"""
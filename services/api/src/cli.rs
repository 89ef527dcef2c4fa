use crate::demo::{run_demo, DemoArgs};
use crate::server;
use caseflow::error::AppError;
use clap::{Args, Parser, Subcommand};

#[derive(Parser, Debug)]
#[command(
    name = "caseflow",
    about = "Match labor claims to lawyers and run the assignment service",
    version
)]
struct Cli {
    #[command(subcommand)]
    command: Option<Command>,
}

#[derive(Subcommand, Debug)]
enum Command {
    /// Start the HTTP service (default command)
    Serve(ServeArgs),
    /// Rank, assign, and reject a sample case against the seeded directory
    Demo(DemoArgs),
}

#[derive(Args, Debug, Default)]
pub(crate) struct ServeArgs {
    /// Override the configured host for the HTTP server
    #[arg(long)]
    pub(crate) host: Option<String>,
    /// Override the configured port for the HTTP server
    #[arg(long)]
    pub(crate) port: Option<u16>,
}

pub(crate) async fn run() -> Result<(), AppError> {
    let cli = Cli::parse();
    let command = cli
        .command
        .unwrap_or_else(|| Command::Serve(ServeArgs::default()));

    match command {
        Command::Serve(args) => server::run(args).await,
        Command::Demo(args) => run_demo(args),
    }
}
use crate::cli::ServeArgs;
use crate::infra::{seed_directory, AppState, LoggingNotifier};
use crate::routes::with_case_routes;
use axum::Extension;
use axum_prometheus::PrometheusMetricLayer;
use caseflow::config::AppConfig;
use caseflow::error::AppError;
use caseflow::matching::{AssignmentService, InMemoryAssignmentStore};
use caseflow::telemetry;
use std::sync::atomic::Ordering;
use std::sync::Arc;
use tracing::info;

pub(crate) async fn run(mut args: ServeArgs) -> Result<(), AppError> {
    let mut config = AppConfig::load()?;

    if let Some(host) = args.host.take() {
        config.server.host = host;
    }
    if let Some(port) = args.port.take() {
        config.server.port = port;
    }

    telemetry::init(&config.telemetry)?;

    let (prometheus_layer, prometheus_handle) = PrometheusMetricLayer::pair();
    let readiness_flag = Arc::new(std::sync::atomic::AtomicBool::new(false));
    let app_state = AppState {
        readiness: readiness_flag.clone(),
        metrics: Arc::new(prometheus_handle),
    };

    let directory = seed_directory();
    let directory_size = directory.len();
    let store = Arc::new(InMemoryAssignmentStore::with_lawyers(directory));
    let service = Arc::new(AssignmentService::new(
        store,
        Arc::new(LoggingNotifier),
        config.matching.clone(),
    ));

    let app = with_case_routes(service)
        .layer(Extension(app_state))
        .layer(prometheus_layer);

    let addr = config.server.socket_addr()?;
    let listener = tokio::net::TcpListener::bind(addr).await?;
    readiness_flag.store(true, Ordering::Release);

    info!(
        ?config.environment,
        %addr,
        lawyers = directory_size,
        min_score = config.matching.min_score,
        "case assignment service ready"
    );

    axum::serve(listener, app).await?;
    Ok(())
}
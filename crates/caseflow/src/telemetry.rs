use crate::config::TelemetryConfig;
use std::fmt;
use tracing_subscriber::filter::ParseError;
use tracing_subscriber::EnvFilter;

#[derive(Debug)]
pub enum TelemetryError {
    EnvFilter { value: String, source: ParseError },
    Subscriber(Box<dyn std::error::Error + Send + Sync>),
}

impl fmt::Display for TelemetryError {
    fn fmt(&self, f: &mut fmt::Formatter<'_>) -> fmt::Result {
        match self {
            TelemetryError::EnvFilter { value, .. } => {
                write!(
                    f,
                    "invalid log level/filter '{}': unable to build EnvFilter",
                    value
                )
            }
            TelemetryError::Subscriber(err) => write!(f, "telemetry error: {err}"),
        }
    }
}

impl std::error::Error for TelemetryError {
    fn source(&self) -> Option<&(dyn std::error::Error + 'static)> {
        match self {
            TelemetryError::EnvFilter { source, .. } => Some(source),
            TelemetryError::Subscriber(err) => Some(&**err),
        }
    }
}

/// Installs the global subscriber. `RUST_LOG` wins over the configured level.
pub fn init(config: &TelemetryConfig) -> Result<(), TelemetryError> {
    let env_filter = build_filter(config)?;

    tracing_subscriber::fmt()
        .with_env_filter(env_filter)
        .with_target(true)
        .compact()
        .with_ansi(false)
        .try_init()
        .map_err(TelemetryError::Subscriber)
}

fn build_filter(config: &TelemetryConfig) -> Result<EnvFilter, TelemetryError> {
    match EnvFilter::try_from_default_env() {
        Ok(filter) => Ok(filter),
        Err(_) => {
            EnvFilter::try_new(&config.log_level).map_err(|source| TelemetryError::EnvFilter {
                value: config.log_level.clone(),
                source,
            })
        }
    }
}

#[cfg(test)]
mod tests {
    use super::*;

    #[test]
    fn rejects_malformed_log_filter() {
        if std::env::var("RUST_LOG").is_ok() {
            return;
        }
        let config = TelemetryConfig {
            log_level: "caseflow=notalevel".to_string(),
        };
        match build_filter(&config) {
            Err(TelemetryError::EnvFilter { value, .. }) => assert_eq!(value, "caseflow=notalevel"),
            other => panic!("expected filter error, got {other:?}"),
        }
    }

    #[test]
    fn accepts_directive_style_levels() {
        if std::env::var("RUST_LOG").is_ok() {
            return;
        }
        let config = TelemetryConfig {
            log_level: "info,caseflow::matching=debug".to_string(),
        };
        assert!(build_filter(&config).is_ok());
    }
}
"""
WHAT YOU ARE ASKED TO DO: The whole of the material above is to be restated exactly.

SOLUTION FOR THIS EXERCISE:
filename services/api/src/cli.rs
repository 89ef527dcef2c4fa
use crate::demo::{run_demo, DemoArgs};
use crate::server;
use caseflow::error::AppError;
use clap::{Args, Parser, Subcommand};

#[derive(Parser, Debug)]
#[command(
    name = "caseflow",
    about = "Match labor claims to lawyers and run the assignment service",
    version
)]
struct Cli {
    #[command(subcommand)]
    command: Option<Command>,
}

#[derive(Subcommand, Debug)]
enum Command {
    /// Start the HTTP service (default command)
    Serve(ServeArgs),
    /// Rank, assign, and reject a sample case against the seeded directory
    Demo(DemoArgs),
}

#[derive(Args, Debug, Default)]
pub(crate) struct ServeArgs {
    /// Override the configured host for the HTTP server
    #[arg(long)]
    pub(crate) host: Option<String>,
    /// Override the configured port for the HTTP server
    #[arg(long)]
    pub(crate) port: Option<u16>,
}

pub(crate) async fn run() -> Result<(), AppError> {
    let cli = Cli::parse();
    let command = cli
        .command
        .unwrap_or_else(|| Command::Serve(ServeArgs::default()));

    match command {
        Command::Serve(args) => server::run(args).await,
        Command::Demo(args) => run_demo(args),
    }
}
use crate::cli::ServeArgs;
use crate::infra::{seed_directory, AppState, LoggingNotifier};
use crate::routes::with_case_routes;
use axum::Extension;
use axum_prometheus::PrometheusMetricLayer;
use caseflow::config::AppConfig;
use caseflow::error::AppError;
use caseflow::matching::{AssignmentService, InMemoryAssignmentStore};
use caseflow::telemetry;
use std::sync::atomic::Ordering;
use std::sync::Arc;
use tracing::info;

pub(crate) async fn run(mut args: ServeArgs) -> Result<(), AppError> {
    let mut config = AppConfig::load()?;

    if let Some(host) = args.host.take() {
        config.server.host = host;
    }
    if let Some(port) = args.port.take() {
        config.server.port = port;
    }

    telemetry::init(&config.telemetry)?;

    let (prometheus_layer, prometheus_handle) = PrometheusMetricLayer::pair();
    let readiness_flag = Arc::new(std::sync::atomic::AtomicBool::new(false));
    let app_state = AppState {
        readiness: readiness_flag.clone(),
        metrics: Arc::new(prometheus_handle),
    };

    let directory = seed_directory();
    let directory_size = directory.len();
    let store = Arc::new(InMemoryAssignmentStore::with_lawyers(directory));
    let service = Arc::new(AssignmentService::new(
        store,
        Arc::new(LoggingNotifier),
        config.matching.clone(),
    ));

    let app = with_case_routes(service)
        .layer(Extension(app_state))
        .layer(prometheus_layer);

    let addr = config.server.socket_addr()?;
    let listener = tokio::net::TcpListener::bind(addr).await?;
    readiness_flag.store(true, Ordering::Release);

    info!(
        ?config.environment,
        %addr,
        lawyers = directory_size,
        min_score = config.matching.min_score,
        "case assignment service ready"
    );

    axum::serve(listener, app).await?;
    Ok(())
}
filename crates/caseflow/src/telemetry.rs
use crate::config::TelemetryConfig;
use std::fmt;
use tracing_subscriber::filter::ParseError;
use tracing_subscriber::EnvFilter;

#[derive(Debug)]
pub enum TelemetryError {
    EnvFilter { value: String, source: ParseError },
    Subscriber(Box<dyn std::error::Error + Send + Sync>),
}

impl fmt::Display for TelemetryError {
    fn fmt(&self, f: &mut fmt::Formatter<'_>) -> fmt::Result {
        match self {
            TelemetryError::EnvFilter { value, .. } => {
                write!(
                    f,
                    "invalid log level/filter '{}': unable to build EnvFilter",
                    value
                )
            }
            TelemetryError::Subscriber(err) => write!(f, "telemetry error: {err}"),
        }
    }
}

impl std::error::Error for TelemetryError {
    fn source(&self) -> Option<&(dyn std::error::Error + 'static)> {
        match self {
            TelemetryError::EnvFilter { source, .. } => Some(source),
            TelemetryError::Subscriber(err) => Some(&**err),
        }
    }
}

/// Installs the global subscriber. `RUST_LOG` wins over the configured level.
pub fn init(config: &TelemetryConfig) -> Result<(), TelemetryError> {
    let env_filter = build_filter(config)?;

    tracing_subscriber::fmt()
        .with_env_filter(env_filter)
        .with_target(true)
        .compact()
        .with_ansi(false)
        .try_init()
        .map_err(TelemetryError::Subscriber)
}

fn build_filter(config: &TelemetryConfig) -> Result<EnvFilter, TelemetryError> {
    match EnvFilter::try_from_default_env() {
        Ok(filter) => Ok(filter),
        Err(_) => {
            EnvFilter::try_new(&config.log_level).map_err(|source| TelemetryError::EnvFilter {
                value: config.log_level.clone(),
                source,
            })
        }
    }
}

#[cfg(test)]
mod tests {
    use super::*;

    #[test]
    fn rejects_malformed_log_filter() {
        if std::env::var("RUST_LOG").is_ok() {
            return;
        }
        let config = TelemetryConfig {
            log_level: "caseflow=notalevel".to_string(),
        };
        match build_filter(&config) {
            Err(TelemetryError::EnvFilter { value, .. }) => assert_eq!(value, "caseflow=notalevel"),
            other => panic!("expected filter error, got {other:?}"),
        }
    }

    #[test]
    fn accepts_directive_style_levels() {
        if std::env::var("RUST_LOG").is_ok() {
            return;
        }
        let config = TelemetryConfig {
            log_level: "info,caseflow::matching=debug".to_string(),
        };
        assert!(build_filter(&config).is_ok());
    }
}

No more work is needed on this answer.